Di lingkungan PKB, selain duduk sebagai Wakil Sekretaris Jenderal DPP PKB (2005-2010) dan Wakil Ketua Umum Dewan Koordinasi Nasional (DKN) Garda Bangsa (2006-2011), Hanif –sapaan akrab pemuda 36 tahun ini—juga dikenal sebagai konseptor dan ideolog partai.
Terlibat di PKB semenjak partai besutan para kiai Nahdlatul Ulama (NU) itu didirikan pada 1998 dan tak pernah putus hingga saat ini.
Ia merupakan salah satu perumus dasar-dasar kepartaian PKB, termasuk menulis AD/ART PKB, naskah deklarasi, platform politik PKB yang dinamainya Garis-garis Besar Perjuangan Partai (GBPP) dan mendesain logo PKB yang tadinya diwarnai dengan warna biru PMII (Pergerakan Mahasiswa Islam Indonesia).
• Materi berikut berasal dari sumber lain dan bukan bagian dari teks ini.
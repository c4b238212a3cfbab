//! Text form of a walkability grid.
//!
//! One line per row with the top row (`y = height - 1`) first. `O` or `.`
//! marks a walkable tile, `X` or `#` a blocked one. Surrounding whitespace
//! and blank lines are ignored.

use std::fmt;
use std::str::FromStr;

use super::{Coord, WalkabilityGrid};
use crate::error::OutlineError;

impl fmt::Display for WalkabilityGrid {
    fn fmt(&self, f: &mut fmt::Formatter<'_>) -> fmt::Result {
        for y in (0..self.height()).rev() {
            for x in 0..self.width() {
                let c = match self.is_walkable(Coord::new(x, y)) {
                    Some(true) => 'O',
                    _ => 'X',
                };
                write!(f, "{}", c)?;
            }
            writeln!(f)?;
        }
        Ok(())
    }
}

impl FromStr for WalkabilityGrid {
    type Err = OutlineError;

    /// Parses the text form.
    ///
    /// # Example
    ///
    /// ```
    /// use tile_outline::grid::{Coord, WalkabilityGrid};
    ///
    /// let grid: WalkabilityGrid = "XX\nO.".parse().unwrap();
    /// assert_eq!(grid.is_walkable(Coord::new(0, 1)), Some(false));
    /// assert_eq!(grid.is_walkable(Coord::new(1, 0)), Some(true));
    /// ```
    fn from_str(s: &str) -> Result<Self, Self::Err> {
        let rows: Vec<&str> = s
            .lines()
            .map(str::trim)
            .filter(|l| !l.is_empty())
            .collect();

        let height = rows.len();
        let width = rows.first().map_or(0, |r| r.chars().count());
        let mut walkable = vec![false; width * height];

        for (row, line) in rows.iter().enumerate() {
            if line.chars().count() != width {
                return Err(OutlineError::malformed(format!(
                    "map row {} has {} tiles, expected {}",
                    row,
                    line.chars().count(),
                    width
                )));
            }

            let y = height - 1 - row;
            for (x, c) in line.chars().enumerate() {
                walkable[y * width + x] = match c {
                    'O' | 'o' | '.' => true,
                    'X' | 'x' | '#' => false,
                    other => {
                        return Err(OutlineError::malformed(format!(
                            "unexpected map character '{}' in row {}",
                            other, row
                        )))
                    }
                };
            }
        }

        let width = i32::try_from(width)
            .map_err(|_| OutlineError::malformed("map is too wide"))?;
        let height = i32::try_from(height)
            .map_err(|_| OutlineError::malformed("map is too tall"))?;
        WalkabilityGrid::new(width, height, walkable)
    }
}

#[cfg(test)]
mod tests {
    use super::*;

    #[test]
    fn test_display_top_row_first() {
        let grid = WalkabilityGrid::from_fn(3, 2, |c| c.y == 0 && c.x != 1).unwrap();
        assert_eq!(grid.to_string(), "XXX\nOXO\n");
    }

    #[test]
    fn test_parse_roundtrip() {
        let text = "XXXX\nXOOX\nXXXX\n";
        let grid: WalkabilityGrid = text.parse().unwrap();
        assert_eq!((grid.width(), grid.height()), (4, 3));
        assert_eq!(grid.walkable_count(), 2);
        assert_eq!(grid.to_string(), text);
    }

    #[test]
    fn test_parse_ignores_indentation() {
        let grid: WalkabilityGrid = "
            ##
            #.
        "
        .parse()
        .unwrap();
        assert_eq!(grid.is_walkable(Coord::new(1, 0)), Some(true));
        assert_eq!(grid.is_walkable(Coord::new(1, 1)), Some(false));
    }

    #[test]
    fn test_parse_errors() {
        assert!("XX\nX".parse::<WalkabilityGrid>().is_err());
        let err = "X?".parse::<WalkabilityGrid>().unwrap_err();
        assert!(err.to_string().contains('?'));
    }

    #[test]
    fn test_parse_empty() {
        let grid: WalkabilityGrid = "".parse().unwrap();
        assert!(grid.is_empty());
    }
}
//! Error types for outline extraction.

use crate::grid::Coord;
use thiserror::Error;

/// Errors that can occur while building a grid or tracing its outlines.
#[derive(Debug, Clone, PartialEq, Error)]
pub enum OutlineError {
    /// The input grid, layer stack or configuration is unusable.
    #[error("malformed input: {0}")]
    MalformedInput(String),

    /// A single outline walked past the point ceiling without returning to
    /// its start cursor.
    #[error("tracing overflow in region {region}: outline exceeded {limit} points")]
    TracingOverflow {
        /// Obstacle region whose outline was being traced.
        region: usize,
        /// The ceiling that was hit.
        limit: usize,
    },

    /// An enclosed open region could not be matched to an obstacle boundary.
    #[error("open region {region} ({} cells) could not be matched to an enclosing obstacle", cells.len())]
    UnresolvedHole {
        /// Open region id.
        region: usize,
        /// Cells of the unmatched region, in scan order.
        cells: Vec<Coord>,
    },
}

impl OutlineError {
    pub(crate) fn malformed(reason: impl Into<String>) -> Self {
        OutlineError::MalformedInput(reason.into())
    }

    /// The region this failure is attributed to, if any.
    pub fn region(&self) -> Option<usize> {
        match self {
            OutlineError::MalformedInput(_) => None,
            OutlineError::TracingOverflow { region, .. } => Some(*region),
            OutlineError::UnresolvedHole { region, .. } => Some(*region),
        }
    }
}
// SPDX-License-Identifier: Apache-2.0
// Copyright (c) 2026 Coact Contributors

#[derive(Debug, Clone, clap::Args)]
pub struct DocsConfig {
    #[command(flatten)]
    pub substrate: coact_substrate::SubstrateConfig,

    #[arg(long, default_value = "0.0.0.0", env = "COACT_DOCS_HOST")]
    pub host: String,

    #[arg(long, default_value_t = 8103, env = "COACT_DOCS_PORT")]
    pub port: u16,

    /// Write-behind coalescing interval for persisting encoded document state.
    #[arg(long, default_value_t = 50, env = "COACT_DOCS_PERSIST_COALESCE_MS")]
    pub persist_coalesce_ms: u64,
}

impl DocsConfig {
    pub fn persist_coalesce(&self) -> std::time::Duration {
        std::time::Duration::from_millis(self.persist_coalesce_ms)
    }
}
Tentu dengan gambar dasar yang khas NU: bola dunia dan bintang sembilan!
Hal itu dimungkinkannya karena ia adalah salah satu lingkaran inti H. Matori Abdul Djalil, politisi terkemuka NU saat itu, yang diberi kepercayaan oleh KH. Abdurrahman Wahid (Gus Dur) --Ketua Umum PBNU saat itu-- untuk menahkodai kapal besar PKB untuk pertama kalinya.
Tak pelak, bagi Hanif, Matori yang telah membawanya berkelana ke Jakarta adalah salah satu guru politiknya. Kendati demikian, belakangan setelah Matori berseteru dengan Gus Dur, Hanif memilih “menderita” bersama Gus Dur –guru politik dan ideologinya-- yang jatuh dari kursi kepresidenan ketimbang bersama Matori yang sedang mendapatkan promosi sebagai Menteri Pertahanan dalam Kabinet Megawati Soekarnoputri.
Alasannya sederhana: “Demi NU dan demi bangsa, Gus Dur harus dibela”, katanya saat itu. Praktis lelaki lulusan IAIN Walisongo Salatiga itu ikut Matori pada saat yang bersangkutan “menderita” karena di luar pagar kekuasaan politik negara, dan ikut Gus Dur pada saat ia juga “menderita” karena kehilangan kekuasaannya sebagai Presiden Republik Indonesia pada tahun 2001 silam.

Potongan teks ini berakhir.